■ What you have to do ■
Look through the data below and return each line where "nothing" appears.

(Excerpts from a dataset)
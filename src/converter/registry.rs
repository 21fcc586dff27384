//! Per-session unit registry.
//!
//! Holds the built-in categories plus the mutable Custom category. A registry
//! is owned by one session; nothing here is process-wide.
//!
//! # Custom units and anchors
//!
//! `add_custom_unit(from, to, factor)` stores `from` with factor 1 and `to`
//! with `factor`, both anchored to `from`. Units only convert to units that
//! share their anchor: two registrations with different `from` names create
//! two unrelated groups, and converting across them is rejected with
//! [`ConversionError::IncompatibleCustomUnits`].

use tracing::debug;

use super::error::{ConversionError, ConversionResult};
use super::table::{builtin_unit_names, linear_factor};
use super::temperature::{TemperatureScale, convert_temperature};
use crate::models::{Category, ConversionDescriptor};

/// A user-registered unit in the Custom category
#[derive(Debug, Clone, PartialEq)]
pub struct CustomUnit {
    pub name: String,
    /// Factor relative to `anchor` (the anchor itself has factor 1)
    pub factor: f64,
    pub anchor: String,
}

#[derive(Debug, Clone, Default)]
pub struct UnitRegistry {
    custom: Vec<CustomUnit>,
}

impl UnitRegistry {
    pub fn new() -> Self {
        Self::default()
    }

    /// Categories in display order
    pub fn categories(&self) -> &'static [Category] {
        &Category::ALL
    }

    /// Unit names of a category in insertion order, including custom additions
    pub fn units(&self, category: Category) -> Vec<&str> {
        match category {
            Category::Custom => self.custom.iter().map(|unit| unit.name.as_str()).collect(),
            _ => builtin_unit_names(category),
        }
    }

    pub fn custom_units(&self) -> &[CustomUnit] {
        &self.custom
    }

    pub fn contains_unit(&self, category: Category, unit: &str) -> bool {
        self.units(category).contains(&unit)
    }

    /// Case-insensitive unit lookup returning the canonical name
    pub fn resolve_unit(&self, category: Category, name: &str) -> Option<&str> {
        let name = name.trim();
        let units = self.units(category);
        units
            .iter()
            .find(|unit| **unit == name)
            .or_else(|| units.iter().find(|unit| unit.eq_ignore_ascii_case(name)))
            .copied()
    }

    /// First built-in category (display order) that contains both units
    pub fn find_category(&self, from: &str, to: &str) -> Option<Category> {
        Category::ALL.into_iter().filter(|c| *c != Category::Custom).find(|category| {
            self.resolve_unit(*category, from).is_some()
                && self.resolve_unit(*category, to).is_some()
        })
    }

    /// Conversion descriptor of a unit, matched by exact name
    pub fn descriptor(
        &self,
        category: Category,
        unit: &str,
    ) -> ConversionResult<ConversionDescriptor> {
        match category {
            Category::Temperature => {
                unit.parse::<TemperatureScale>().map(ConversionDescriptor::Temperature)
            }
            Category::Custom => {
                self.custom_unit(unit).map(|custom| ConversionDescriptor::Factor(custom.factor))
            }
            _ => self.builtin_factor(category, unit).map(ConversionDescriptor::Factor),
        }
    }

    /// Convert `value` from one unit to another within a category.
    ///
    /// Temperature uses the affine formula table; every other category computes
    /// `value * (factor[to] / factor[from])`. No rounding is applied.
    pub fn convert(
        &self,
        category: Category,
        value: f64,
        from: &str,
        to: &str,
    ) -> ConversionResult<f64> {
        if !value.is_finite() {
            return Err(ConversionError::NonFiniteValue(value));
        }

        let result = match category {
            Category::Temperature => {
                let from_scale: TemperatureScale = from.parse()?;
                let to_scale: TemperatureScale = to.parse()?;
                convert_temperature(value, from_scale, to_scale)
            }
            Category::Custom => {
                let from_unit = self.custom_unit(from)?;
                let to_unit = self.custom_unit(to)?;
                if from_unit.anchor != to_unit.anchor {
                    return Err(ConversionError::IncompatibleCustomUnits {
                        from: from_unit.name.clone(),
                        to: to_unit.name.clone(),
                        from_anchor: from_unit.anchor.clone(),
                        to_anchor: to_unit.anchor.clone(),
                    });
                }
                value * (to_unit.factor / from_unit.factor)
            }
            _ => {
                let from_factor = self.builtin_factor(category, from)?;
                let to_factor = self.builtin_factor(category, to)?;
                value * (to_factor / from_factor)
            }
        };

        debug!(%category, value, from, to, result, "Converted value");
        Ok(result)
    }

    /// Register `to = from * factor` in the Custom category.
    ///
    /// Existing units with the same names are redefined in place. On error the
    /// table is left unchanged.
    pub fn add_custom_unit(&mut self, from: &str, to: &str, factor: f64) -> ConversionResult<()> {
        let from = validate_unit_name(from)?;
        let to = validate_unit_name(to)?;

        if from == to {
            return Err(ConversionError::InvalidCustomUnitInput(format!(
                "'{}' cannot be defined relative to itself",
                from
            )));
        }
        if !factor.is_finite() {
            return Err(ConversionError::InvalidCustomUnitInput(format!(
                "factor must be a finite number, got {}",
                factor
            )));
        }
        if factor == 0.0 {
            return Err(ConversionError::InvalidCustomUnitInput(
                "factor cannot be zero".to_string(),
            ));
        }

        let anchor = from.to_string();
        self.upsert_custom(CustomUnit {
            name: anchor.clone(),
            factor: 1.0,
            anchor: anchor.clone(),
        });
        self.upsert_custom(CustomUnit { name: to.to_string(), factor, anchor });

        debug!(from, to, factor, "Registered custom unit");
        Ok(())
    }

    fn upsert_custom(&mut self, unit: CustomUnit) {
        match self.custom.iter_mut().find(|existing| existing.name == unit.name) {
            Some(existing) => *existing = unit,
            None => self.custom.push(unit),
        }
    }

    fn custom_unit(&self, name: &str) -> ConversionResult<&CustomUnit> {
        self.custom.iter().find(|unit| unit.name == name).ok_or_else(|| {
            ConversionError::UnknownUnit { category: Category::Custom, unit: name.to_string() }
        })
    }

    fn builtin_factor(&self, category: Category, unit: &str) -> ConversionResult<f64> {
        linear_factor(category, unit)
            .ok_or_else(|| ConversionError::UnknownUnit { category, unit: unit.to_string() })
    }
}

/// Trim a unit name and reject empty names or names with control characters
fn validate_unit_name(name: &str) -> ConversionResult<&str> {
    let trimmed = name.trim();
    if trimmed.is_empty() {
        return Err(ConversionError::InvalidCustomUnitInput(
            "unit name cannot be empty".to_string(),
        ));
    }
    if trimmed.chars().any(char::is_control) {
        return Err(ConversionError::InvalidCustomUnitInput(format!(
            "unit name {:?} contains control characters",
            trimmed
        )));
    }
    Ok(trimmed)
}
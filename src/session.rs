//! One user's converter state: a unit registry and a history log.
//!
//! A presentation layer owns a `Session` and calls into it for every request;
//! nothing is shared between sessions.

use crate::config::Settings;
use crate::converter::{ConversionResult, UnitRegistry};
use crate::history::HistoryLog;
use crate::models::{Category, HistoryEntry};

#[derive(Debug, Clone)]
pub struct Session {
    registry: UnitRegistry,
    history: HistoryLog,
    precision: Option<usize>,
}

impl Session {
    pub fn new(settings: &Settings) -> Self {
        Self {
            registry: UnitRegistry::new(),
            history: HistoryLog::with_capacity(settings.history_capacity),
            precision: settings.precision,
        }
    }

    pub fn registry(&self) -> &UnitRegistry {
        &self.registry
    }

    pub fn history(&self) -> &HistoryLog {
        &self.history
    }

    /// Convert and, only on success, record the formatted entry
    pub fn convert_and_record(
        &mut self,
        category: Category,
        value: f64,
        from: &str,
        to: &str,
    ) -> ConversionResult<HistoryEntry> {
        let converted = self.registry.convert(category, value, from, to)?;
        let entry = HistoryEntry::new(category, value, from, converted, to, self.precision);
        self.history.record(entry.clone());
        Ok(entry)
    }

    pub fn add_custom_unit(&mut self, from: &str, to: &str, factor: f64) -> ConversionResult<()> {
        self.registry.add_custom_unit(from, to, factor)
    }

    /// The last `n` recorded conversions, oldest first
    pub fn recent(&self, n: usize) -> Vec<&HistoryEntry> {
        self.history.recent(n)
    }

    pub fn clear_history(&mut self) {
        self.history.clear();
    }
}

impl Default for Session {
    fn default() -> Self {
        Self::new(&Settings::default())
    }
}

■ Completed task ■
//! is owned by one session; nothing here is process-wide.
//! nothing is shared between sessions.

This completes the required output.